In the late 1980s, several new transport protocols for connectionless networks were proposed: VMTP, NETBLT and XTP. These protocols featured end-to-end rate-based flow control instead of the more traditional sliding window flow control.
In [Clark et al 87], Clark et al describe the NETBLT transport protocol. Their previous experience with transport protocol performance indicated two major problems: ``a restriction in throughput which arises from the use of windows as a flow control mechanism, and the difficulty in handling timers''. They note that ``[data] transmission ought to be evenly distributed over a [round-trip time] period to match the receiver's consumption speed. Unfortunately, windows only conveys the latter - how much data can be buffered, rather than the latter - how fast the transmission should go.'' The difficulty with timers is, as was noted in Section 2.3.3, due to the high variance in round-trip time. They concluded that:
The NETBLT transport protocol replaces the traditional window flow control with a rate-based flow control mechanism or, more specifically, a coarse-grained rate-based mechanism: packets are transmitted in groups. NETBLT's rate control has two components, a burst size in packets which sets the group size, and a burst interval. This interval is the period between the transmission start of successive bursts. Selective acknowledgments are used for error control.
At connection setup, an initial burst size and interval is negotiated between source and destination. These are renegotiated by the destination in the selective acknowledgment of the received group. Experimental results over a low round-trip 10Mbps LAN and a high round-trip (1.8 seconds) 1Mbps WAN showed that such a coarse-grained rate-based flow control mechanism showed promise. Clark et al noted, however, that a protocol using rated-based flow control ``must be able to set an initial transmission rate based on the available network bandwidth and the speed at which the receiver can process data. ... It is therefore important that support for rate selection exist at the network level.''
The Xpress Transfer Protocol [Sanders & Weaver 90] provides selective acknowledgment error control and group-oriented rate-based flow control in a fashion similar to NETBLT. The aim of XTP's development was to streamline the processing requirements of a transport protocol to the point where it could be ``implemented in hardware as a VLSI chip set''.
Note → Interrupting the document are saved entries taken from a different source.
use std::borrow::Cow;
use std::fmt;

use crate::reflect::{Reflect, View};

/// A dynamically typed evaluation result.
///
/// Every expression evaluates to one of a small closed set of kinds. Numbers
/// read from struct fields are widened to `Float`, strings borrowed from the
/// instance stay borrowed, and composite fields (structs, sequences, maps) are
/// passed through untouched as `Opaque` so that built-in functions such as
/// `len()` can still inspect them.
///
/// # Examples
///
/// ```
/// use tagexpr::Value;
///
/// let null = Value::Null;
/// let boolean = Value::Boolean(true);
/// let float = Value::Float(3.5);
/// let string = Value::from("hello");
///
/// assert!(!null.as_bool());
/// assert!(boolean.as_bool());
/// assert_eq!(float.as_float(), Some(3.5));
/// assert_eq!(string.as_str(), Some("hello"));
/// ```
#[derive(Debug, Clone)]
pub enum Value<'a> {
    /// Absent value (unresolved selector, type mismatch, nil literal)
    Null,

    /// Boolean (true/false)
    Boolean(bool),

    /// Every numeric kind, widened to 64-bit float
    Float(f64),

    /// UTF-8 string, borrowed from the instance when read from a field
    String(Cow<'a, str>),

    /// A composite field handed back without conversion
    Opaque(&'a dyn Reflect),
}

impl<'a> Value<'a> {
    /// Converts a field into a value, following pointers.
    pub fn from_reflect(field: &'a dyn Reflect) -> Self {
        match field.view() {
            View::Nil | View::Pointer(None) => Value::Null,
            View::Bool(b) => Value::Boolean(b),
            View::Int(n) => Value::Float(n as f64),
            View::Uint(n) => Value::Float(n as f64),
            View::Float(n) => Value::Float(n),
            View::Str(s) => Value::String(Cow::Borrowed(s)),
            View::Pointer(Some(inner)) => Value::from_reflect(inner),
            View::Struct(_) | View::Seq(_) | View::Map(_) => Value::Opaque(field),
        }
    }

    /// Truthiness used by logical operators and validation.
    pub fn as_bool(&self) -> bool {
        match self {
            Value::Null => false,
            Value::Boolean(b) => *b,
            Value::Float(n) => *n != 0.0,
            Value::String(s) => !s.is_empty(),
            Value::Opaque(field) => match field.view() {
                View::Seq(seq) => seq.len() > 0,
                View::Map(map) => map.len() > 0,
                View::Pointer(None) | View::Nil => false,
                _ => true,
            },
        }
    }

    pub fn as_float(&self) -> Option<f64> {
        match self {
            Value::Float(n) => Some(*n),
            _ => None,
        }
    }

    pub fn as_str(&self) -> Option<&str> {
        match self {
            Value::String(s) => Some(s),
            _ => None,
        }
    }

    pub fn is_null(&self) -> bool {
        matches!(self, Value::Null)
    }

    pub fn type_name(&self) -> &'static str {
        match self {
            Value::Null => "nil",
            Value::Boolean(_) => "boolean",
            Value::Float(_) => "float",
            Value::String(_) => "string",
            Value::Opaque(_) => "opaque",
        }
    }
}

impl PartialEq for Value<'_> {
    fn eq(&self, other: &Self) -> bool {
        match (self, other) {
            (Value::Null, Value::Null) => true,
            (Value::Boolean(a), Value::Boolean(b)) => a == b,
            (Value::Float(a), Value::Float(b)) => a == b,
            (Value::String(a), Value::String(b)) => a == b,
            (Value::Opaque(a), Value::Opaque(b)) => {
                std::ptr::addr_eq(*a as *const dyn Reflect, *b as *const dyn Reflect)
            }
            _ => false,
        }
    }
}

impl fmt::Display for Value<'_> {
    fn fmt(&self, f: &mut fmt::Formatter<'_>) -> fmt::Result {
        match self {
            Value::Null => write!(f, "<nil>"),
            Value::Boolean(b) => write!(f, "{}", b),
            Value::Float(n) => write!(f, "{}", n),
            Value::String(s) => write!(f, "{}", s),
            Value::Opaque(field) => write!(f, "{:?}", field),
        }
    }
}

impl From<bool> for Value<'_> {
    fn from(b: bool) -> Self {
        Value::Boolean(b)
    }
}

impl From<f64> for Value<'_> {
    fn from(n: f64) -> Self {
        Value::Float(n)
    }
}

impl<'a> From<&'a str> for Value<'a> {
    fn from(s: &'a str) -> Self {
        Value::String(Cow::Borrowed(s))
    }
}

impl From<String> for Value<'_> {
    fn from(s: String) -> Self {
        Value::String(Cow::Owned(s))
    }
}
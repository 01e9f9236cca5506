//! fleetspot - resolve fulfilled spot requests and propagate fleet group tags

use clap::Parser;
use fleetspot_cli::cli::Cli;
use fleetspot_cli::domain::SpotRequestError;
use fleetspot_cli::output::json;
use tracing_subscriber::EnvFilter;

#[tokio::main]
async fn main() {
    let cli = Cli::parse();
    init_tracing(cli.verbose);
    let json_errors = cli.json;

    if let Err(e) = cli.run().await {
        let code = e
            .downcast_ref::<SpotRequestError>()
            .map_or("error", SpotRequestError::kind);
        match json::format_error(&e.to_string(), code) {
            Ok(obj) if json_errors => eprintln!("{obj}"),
            _ => eprintln!("Error: {e}"),
        }
        std::process::exit(1);
    }
}

/// Log to stderr, filtered by `RUST_LOG` (default `info`, or `debug` with
/// `--verbose`).
fn init_tracing(verbose: bool) {
    let default = if verbose { "debug" } else { "info" };
    tracing_subscriber::fmt()
        .with_env_filter(
            EnvFilter::try_from_default_env().unwrap_or_else(|_| EnvFilter::new(default)),
        )
        .with_writer(std::io::stderr)
        .init();
}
The protocol's headers set a burst rate, the maximum number of bytes the receiver will accept per second, and a burst size, the maximum number of bytes the receiver will accept per burst. As the aim of XTP is to reduce processing requirements, [Sanders & Weaver 90] gives no further details on its rate-based flow control.
The Versatile Message Transport Protocol [Cheriton 86] [Cheriton & Williamson 89] was designed to overcome perceived deficiencies in the performance and functionality of traditional network protocols. Like NETBLT and XTP, VMTP provides selective acknowledgment error control and group-oriented rate-based flow control. VMTP's flow control is more fine-grained than NETBLT or XTP. While packets are still transmitted in bursts, the overall burst rate is controlled by the burst size and the inter-packet delay. Without the inter-packet delay, ``a client must be prepared to accept an entire packet group at once''. Cheriton et al suggest that ``if the receiver requests retransmission of every fourth packet, the sender can reasonably increase the inter-packet gap. Moreover, the sender can periodically attempt to reduce the inter-packet gap when no packet loss occurs, to ensure that it is transmitting at the maximum rate the receiver can handle.'' As with XTP, the immense functionality of VMTP prevents any further description of the rate-based flow mechanism.
These three studies demonstrate that protocols can be built for connectionless networks where error and flow controls are separated, and that rate-based flow control is feasible. As with all end-to-end protocols, these protocols do not attempt to measure or control congestion within the network, but only limit the source's transmission characteristics to that which can be sustained by the destination.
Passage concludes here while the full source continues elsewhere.